What’s Good For the Muslim is Good for the Christian?

Just a few minutes ago I wrote on plans by Christian censor goons to shove their narrow religious sensibilities down every American’s throat by mandating that not one person may choose to watch a video of Madonna canoodling with a Cross.

There’s an aspect to the story beyond the immediate substantive issue that bears attention.

Catholic League President Bill Donahue is throwing the weight of his religious organization behind the effort to ban messages that offend Christian sensibilities. Here’s the reasoning Donahue laid out in his letter to NBC News:

Last February, NBC “Nightly News” decided it would not offend Muslim sensibilities by showing the controversial Danish cartoon of Muhammad in full. Allison Gollust, a spokeswoman for NBC, said, “We felt that in order to convey the essence of the story, it was not necessary to show the entire cartoon.”

Accordingly, the same ethical principles which drove this decision should apply to Christians. Therefore, in deference to Christian sensibilities, NBC should not air the entire Madonna concert. If it does air the ‘Mock Crucifixion,’ it will send a message to the 85 percent of the American population that is Christian that their sensibilities count less than Muslims. And that is not a decision that any responsible person or company can afford to make.

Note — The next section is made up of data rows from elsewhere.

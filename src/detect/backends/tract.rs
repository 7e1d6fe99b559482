#![cfg(feature = "backend-tract")]

use std::path::Path;

use anyhow::{anyhow, Context, Result};
use image::imageops::{self, FilterType};
use image::{Rgb, RgbImage};
use tract_onnx::prelude::*;

use crate::detect::backend::DetectorBackend;
use crate::detect::labels::{label_for, load_labels_file, parse_names_metadata};
use crate::detect::result::{non_max_suppression, BoundingBox, Detection};

/// Candidates below this score are dropped before NMS.
const SCORE_FLOOR: f32 = 0.25;
const NMS_IOU_THRESHOLD: f32 = 0.45;
const LETTERBOX_FILL: u8 = 114;

/// Tract-based backend for YOLO-style ONNX object detectors.
///
/// Expects a single output of shape `[1, 4 + classes, anchors]` (or its
/// transpose) with `cx, cy, w, h` boxes in input pixel units followed by
/// per-class scores.
pub struct TractBackend {
    model: TypedRunnableModel<TypedModel>,
    input_size: u32,
    class_names: Vec<String>,
}

impl TractBackend {
    /// Load an ONNX model and prepare it for square `input_size` inputs.
    ///
    /// Class names come from the model's `names` metadata, falling back to
    /// `labels_path` when the metadata is missing.
    pub fn new(model_path: &Path, labels_path: Option<&Path>, input_size: u32) -> Result<Self> {
        let onnx = tract_onnx::onnx();
        let proto = onnx
            .proto_model_for_path(model_path)
            .with_context(|| format!("failed to load ONNX model from {}", model_path.display()))?;

        let metadata_names = proto
            .metadata_props
            .iter()
            .find(|entry| entry.key == "names")
            .map(|entry| parse_names_metadata(&entry.value));
        let class_names = match (metadata_names, labels_path) {
            (_, Some(path)) => load_labels_file(path)?,
            (Some(names), None) => names?,
            (None, None) => {
                return Err(anyhow!(
                    "model {} has no class names metadata; set YOLO_LABELS_PATH",
                    model_path.display()
                ))
            }
        };

        let size = input_size as usize;
        let model = onnx
            .model_for_proto_model(&proto)
            .context("failed to build ONNX inference model")?
            .with_input_fact(
                0,
                InferenceFact::dt_shape(f32::datum_type(), tvec!(1, 3, size, size)),
            )
            .context("failed to set input fact")?
            .into_optimized()
            .context("failed to optimize ONNX model")?
            .into_runnable()
            .context("failed to build runnable ONNX model")?;

        log::info!(
            "Loaded detector model {} ({} classes, input {}x{})",
            model_path.display(),
            class_names.len(),
            input_size,
            input_size
        );

        Ok(Self {
            model,
            input_size,
            class_names,
        })
    }

    fn build_input(&self, image: &RgbImage) -> Result<(Tensor, Letterbox)> {
        let (canvas, letterbox) = letterbox(image, self.input_size)?;
        let size = self.input_size as usize;
        let input = tract_ndarray::Array4::from_shape_fn((1, 3, size, size), |(_, c, y, x)| {
            canvas.get_pixel(x as u32, y as u32)[c] as f32 / 255.0
        });
        Ok((input.into_tensor(), letterbox))
    }

    fn decode(&self, outputs: TVec<TValue>, letterbox: &Letterbox) -> Result<Vec<Detection>> {
        let output = outputs
            .first()
            .ok_or_else(|| anyhow!("model produced no outputs"))?;
        let view = output
            .to_array_view::<f32>()
            .context("model output tensor was not f32")?
            .into_dimensionality::<tract_ndarray::Ix3>()
            .context("model output is not rank 3")?;

        let (_, d1, d2) = view.dim();
        // Channels are the short axis: [1, 4 + classes, anchors] or its transpose.
        let (channels, anchors, transposed) = if d1 <= d2 {
            (d1, d2, false)
        } else {
            (d2, d1, true)
        };
        if channels < 5 {
            return Err(anyhow!(
                "unexpected model output shape [1, {}, {}]",
                d1,
                d2
            ));
        }
        let at = |channel: usize, anchor: usize| -> f32 {
            if transposed {
                view[(0, anchor, channel)]
            } else {
                view[(0, channel, anchor)]
            }
        };

        let classes = channels - 4;
        let mut candidates = Vec::new();
        for anchor in 0..anchors {
            let (class_id, score) = (0..classes)
                .map(|c| (c, at(4 + c, anchor)))
                .fold((0, f32::NEG_INFINITY), |best, cur| {
                    if cur.1 > best.1 {
                        cur
                    } else {
                        best
                    }
                });
            if !score.is_finite() || score < SCORE_FLOOR {
                continue;
            }
            let bbox = letterbox.map_box(
                at(0, anchor),
                at(1, anchor),
                at(2, anchor),
                at(3, anchor),
            );
            candidates.push(Detection {
                label: label_for(&self.class_names, class_id),
                class_id,
                confidence: score,
                bbox,
            });
        }

        Ok(non_max_suppression(candidates, NMS_IOU_THRESHOLD))
    }
}

impl DetectorBackend for TractBackend {
    fn name(&self) -> &'static str {
        "tract"
    }

    fn detect(&mut self, image: &RgbImage) -> Result<Vec<Detection>> {
        let (input, letterbox) = self.build_input(image)?;
        let outputs = self
            .model
            .run(tvec!(input.into()))
            .context("ONNX inference failed")?;
        self.decode(outputs, &letterbox)
    }

    fn warm_up(&mut self) -> Result<()> {
        let blank = RgbImage::from_pixel(
            self.input_size,
            self.input_size,
            Rgb([LETTERBOX_FILL; 3]),
        );
        self.detect(&blank).map(|_| ())
    }
}

/// Scale and padding applied when fitting a source image into the model input.
#[derive(Clone, Copy, Debug, PartialEq)]
struct Letterbox {
    scale: f32,
    pad_x: f32,
    pad_y: f32,
    source_w: f32,
    source_h: f32,
}

impl Letterbox {
    /// Map a centre-format box from model input space back to the source image.
    fn map_box(&self, cx: f32, cy: f32, w: f32, h: f32) -> BoundingBox {
        let x0 = ((cx - w / 2.0 - self.pad_x) / self.scale).clamp(0.0, self.source_w);
        let y0 = ((cy - h / 2.0 - self.pad_y) / self.scale).clamp(0.0, self.source_h);
        let x1 = ((cx + w / 2.0 - self.pad_x) / self.scale).clamp(0.0, self.source_w);
        let y1 = ((cy + h / 2.0 - self.pad_y) / self.scale).clamp(0.0, self.source_h);
        BoundingBox {
            x: x0,
            y: y0,
            w: x1 - x0,
            h: y1 - y0,
        }
    }
}

fn letterbox(image: &RgbImage, size: u32) -> Result<(RgbImage, Letterbox)> {
    let (w, h) = image.dimensions();
    if w == 0 || h == 0 {
        return Err(anyhow!("cannot run detection on an empty image"));
    }
    let scale = (size as f32 / w as f32).min(size as f32 / h as f32);
    let new_w = ((w as f32 * scale).round() as u32).clamp(1, size);
    let new_h = ((h as f32 * scale).round() as u32).clamp(1, size);
    let resized = imageops::resize(image, new_w, new_h, FilterType::Triangle);

    let pad_x = (size - new_w) / 2;
    let pad_y = (size - new_h) / 2;
    let mut canvas = RgbImage::from_pixel(size, size, Rgb([LETTERBOX_FILL; 3]));
    imageops::replace(&mut canvas, &resized, pad_x as i64, pad_y as i64);

    Ok((
        canvas,
        Letterbox {
            scale,
            pad_x: pad_x as f32,
            pad_y: pad_y as f32,
            source_w: w as f32,
            source_h: h as f32,
        },
    ))
}

#[cfg(test)]
mod tests {
    use super::*;

    #[test]
    fn letterbox_pads_wide_image_vertically() {
        let image = RgbImage::new(1280, 720);
        let (canvas, lb) = letterbox(&image, 640).unwrap();
        assert_eq!(canvas.dimensions(), (640, 640));
        assert!((lb.scale - 0.5).abs() < 1e-6);
        assert_eq!(lb.pad_x, 0.0);
        assert_eq!(lb.pad_y, 140.0);
        assert_eq!(canvas.get_pixel(0, 0), &Rgb([LETTERBOX_FILL; 3]));
    }

    #[test]
    fn boxes_map_back_to_source_coordinates() {
        let image = RgbImage::new(1280, 720);
        let (_, lb) = letterbox(&image, 640).unwrap();
        // A 100x50 box centred at (320, 320) in model space.
        let bbox = lb.map_box(320.0, 320.0, 100.0, 50.0);
        assert!((bbox.x - 540.0).abs() < 1e-3);
        assert!((bbox.y - 310.0).abs() < 1e-3);
        assert!((bbox.w - 200.0).abs() < 1e-3);
        assert!((bbox.h - 100.0).abs() < 1e-3);
    }

    #[test]
    fn boxes_are_clamped_to_the_image() {
        let image = RgbImage::new(640, 640);
        let (_, lb) = letterbox(&image, 640).unwrap();
        let bbox = lb.map_box(5.0, 5.0, 40.0, 40.0);
        assert_eq!(bbox.x, 0.0);
        assert_eq!(bbox.y, 0.0);
        assert!((bbox.w - 25.0).abs() < 1e-3);
    }

    #[test]
    fn empty_image_is_rejected() {
        assert!(letterbox(&RgbImage::new(0, 0), 640).is_err());
    }
}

If you stifle free speech in one place, the stifling effect only grows. Earlier this year, it was right-wing Christians defending the right of newspapers to publish cartoons of Mohammed, and slamming the papers that wouldn’t. Here at Irregular Times we were oddly aligned with those right-wing Christians for a time because of our support for freedom in religious and other expression. When that battle was lost as newspapers and TV outlets largely censored themselves, asserting as principle that they were loath to offend Muslim religious sensibilities. Now that the Christian theocrats have media outlets on the record with that stifling principle, they are using it to full effect and to the detriment of the liberty they insincerely championed so months ago. The papers and television outlets that censored Mohammed cartoons have no consistent response to offer except capitulation.

The lesson: if you ever expect to speak out in criticism of another person, movement, religion or idea, you must support the right of others to criticize persons, movements, religions and ideas you hold close to your heart. A failure to support free speech in one instance leads to the failure of free speech in others.